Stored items
▬▬▬▬▬▬▬▬▬▬

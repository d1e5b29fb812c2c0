//! Answer validation: one answer against its question, and a whole answer set
//! against the questionnaire.
//!
//! Every failure carries a single message: the most relevant problem, never
//! an aggregate.

use std::collections::BTreeMap;

use crate::model::{Answer, AnswerValue, Question, QuestionKind};

/// Why a single answer does not satisfy its question.
#[derive(Debug, Clone, Copy, PartialEq, Eq, thiserror::Error)]
pub enum AnswerError {
    #[error("Esta pregunta requiere una respuesta")]
    EmptyText,

    #[error("Debes seleccionar una opción")]
    NoOption,

    #[error("Debes seleccionar al menos una opción")]
    NoOptions,

    #[error("Debes elegir un valor entre 1 y 5")]
    ScaleOutOfRange,

    #[error("Debes responder sí o no")]
    NoYesNo,
}

impl AnswerError {
    /// The error reported when a question of `kind` has no usable payload.
    pub(crate) fn missing(kind: QuestionKind) -> Self {
        match kind {
            QuestionKind::FreeText => Self::EmptyText,
            QuestionKind::SingleChoice => Self::NoOption,
            QuestionKind::MultipleChoice => Self::NoOptions,
            QuestionKind::Scale => Self::ScaleOutOfRange,
            QuestionKind::YesNo => Self::NoYesNo,
        }
    }
}

/// Why an answer set does not complete the questionnaire.
#[derive(Debug, Clone, PartialEq, Eq, thiserror::Error)]
pub enum SurveyError {
    #[error("Faltan {missing} preguntas obligatorias por responder")]
    MissingAnswers { missing: usize },

    #[error("Pregunta {question_id}: {source}")]
    InvalidAnswer {
        question_id: u32,
        source: AnswerError,
    },
}

/// Closed range accepted by scale questions.
pub const SCALE_RANGE: std::ops::RangeInclusive<i32> = 1..=5;

/// Validates one answer against its question.
///
/// Optional questions accept anything. A payload of the wrong kind counts as
/// no answer at all.
pub fn validate_answer(question: &Question, answer: &Answer) -> Result<(), AnswerError> {
    if !question.mandatory {
        return Ok(());
    }
    if answer.value.kind() != question.kind {
        return Err(AnswerError::missing(question.kind));
    }
    let valid = match &answer.value {
        AnswerValue::FreeText(text) | AnswerValue::SingleChoice(text) => !text.trim().is_empty(),
        AnswerValue::MultipleChoice(options) => !options.is_empty(),
        AnswerValue::Scale(value) => SCALE_RANGE.contains(value),
        AnswerValue::YesNo(_) => true,
    };
    if valid {
        Ok(())
    } else {
        Err(AnswerError::missing(question.kind))
    }
}

/// Validates a full answer set against the questionnaire.
///
/// Fails first on missing mandatory answers (reporting how many), then on the
/// first invalid mandatory answer in question order.
pub fn validate_survey(
    questions: &[Question],
    answers: &BTreeMap<u32, Answer>,
) -> Result<(), SurveyError> {
    let mandatory: Vec<&Question> = questions.iter().filter(|q| q.mandatory).collect();
    let answered = mandatory
        .iter()
        .filter(|q| answers.contains_key(&q.id))
        .count();
    if answered < mandatory.len() {
        return Err(SurveyError::MissingAnswers {
            missing: mandatory.len() - answered,
        });
    }

    for question in mandatory {
        if let Some(answer) = answers.get(&question.id) {
            validate_answer(question, answer).map_err(|source| SurveyError::InvalidAnswer {
                question_id: question.id,
                source,
            })?;
        }
    }
    Ok(())
}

▬▬▬▬▬▬▬▬▬▬

**Task brief:**
Without altering a single word, reproduce the entries above.

**Your response:**
repository d1e5b29fb812c2c0
//! Answer validation: one answer against its question, and a whole answer set
//! against the questionnaire.
//!
//! Every failure carries a single message: the most relevant problem, never
//! an aggregate.

use std::collections::BTreeMap;

use crate::model::{Answer, AnswerValue, Question, QuestionKind};

/// Why a single answer does not satisfy its question.
#[derive(Debug, Clone, Copy, PartialEq, Eq, thiserror::Error)]
pub enum AnswerError {
    #[error("Esta pregunta requiere una respuesta")]
    EmptyText,

    #[error("Debes seleccionar una opción")]
    NoOption,

    #[error("Debes seleccionar al menos una opción")]
    NoOptions,

    #[error("Debes elegir un valor entre 1 y 5")]
    ScaleOutOfRange,

    #[error("Debes responder sí o no")]
    NoYesNo,
}

impl AnswerError {
    /// The error reported when a question of `kind` has no usable payload.
    pub(crate) fn missing(kind: QuestionKind) -> Self {
        match kind {
            QuestionKind::FreeText => Self::EmptyText,
            QuestionKind::SingleChoice => Self::NoOption,
            QuestionKind::MultipleChoice => Self::NoOptions,
            QuestionKind::Scale => Self::ScaleOutOfRange,
            QuestionKind::YesNo => Self::NoYesNo,
        }
    }
}

/// Why an answer set does not complete the questionnaire.
#[derive(Debug, Clone, PartialEq, Eq, thiserror::Error)]
pub enum SurveyError {
    #[error("Faltan {missing} preguntas obligatorias por responder")]
    MissingAnswers { missing: usize },

    #[error("Pregunta {question_id}: {source}")]
    InvalidAnswer {
        question_id: u32,
        source: AnswerError,
    },
}

/// Closed range accepted by scale questions.
pub const SCALE_RANGE: std::ops::RangeInclusive<i32> = 1..=5;

/// Validates one answer against its question.
///
/// Optional questions accept anything. A payload of the wrong kind counts as
/// no answer at all.
pub fn validate_answer(question: &Question, answer: &Answer) -> Result<(), AnswerError> {
    if !question.mandatory {
        return Ok(());
    }
    if answer.value.kind() != question.kind {
        return Err(AnswerError::missing(question.kind));
    }
    let valid = match &answer.value {
        AnswerValue::FreeText(text) | AnswerValue::SingleChoice(text) => !text.trim().is_empty(),
        AnswerValue::MultipleChoice(options) => !options.is_empty(),
        AnswerValue::Scale(value) => SCALE_RANGE.contains(value),
        AnswerValue::YesNo(_) => true,
    };
    if valid {
        Ok(())
    } else {
        Err(AnswerError::missing(question.kind))
    }
}

/// Validates a full answer set against the questionnaire.
///
/// Fails first on missing mandatory answers (reporting how many), then on the
/// first invalid mandatory answer in question order.
pub fn validate_survey(
    questions: &[Question],
    answers: &BTreeMap<u32, Answer>,
) -> Result<(), SurveyError> {
    let mandatory: Vec<&Question> = questions.iter().filter(|q| q.mandatory).collect();
    let answered = mandatory
        .iter()
        .filter(|q| answers.contains_key(&q.id))
        .count();
    if answered < mandatory.len() {
        return Err(SurveyError::MissingAnswers {
            missing: mandatory.len() - answered,
        });
    }

    for question in mandatory {
        if let Some(answer) = answers.get(&question.id) {
            validate_answer(question, answer).map_err(|source| SurveyError::InvalidAnswer {
                question_id: question.id,
                source,
            })?;
        }
    }
    Ok(())
}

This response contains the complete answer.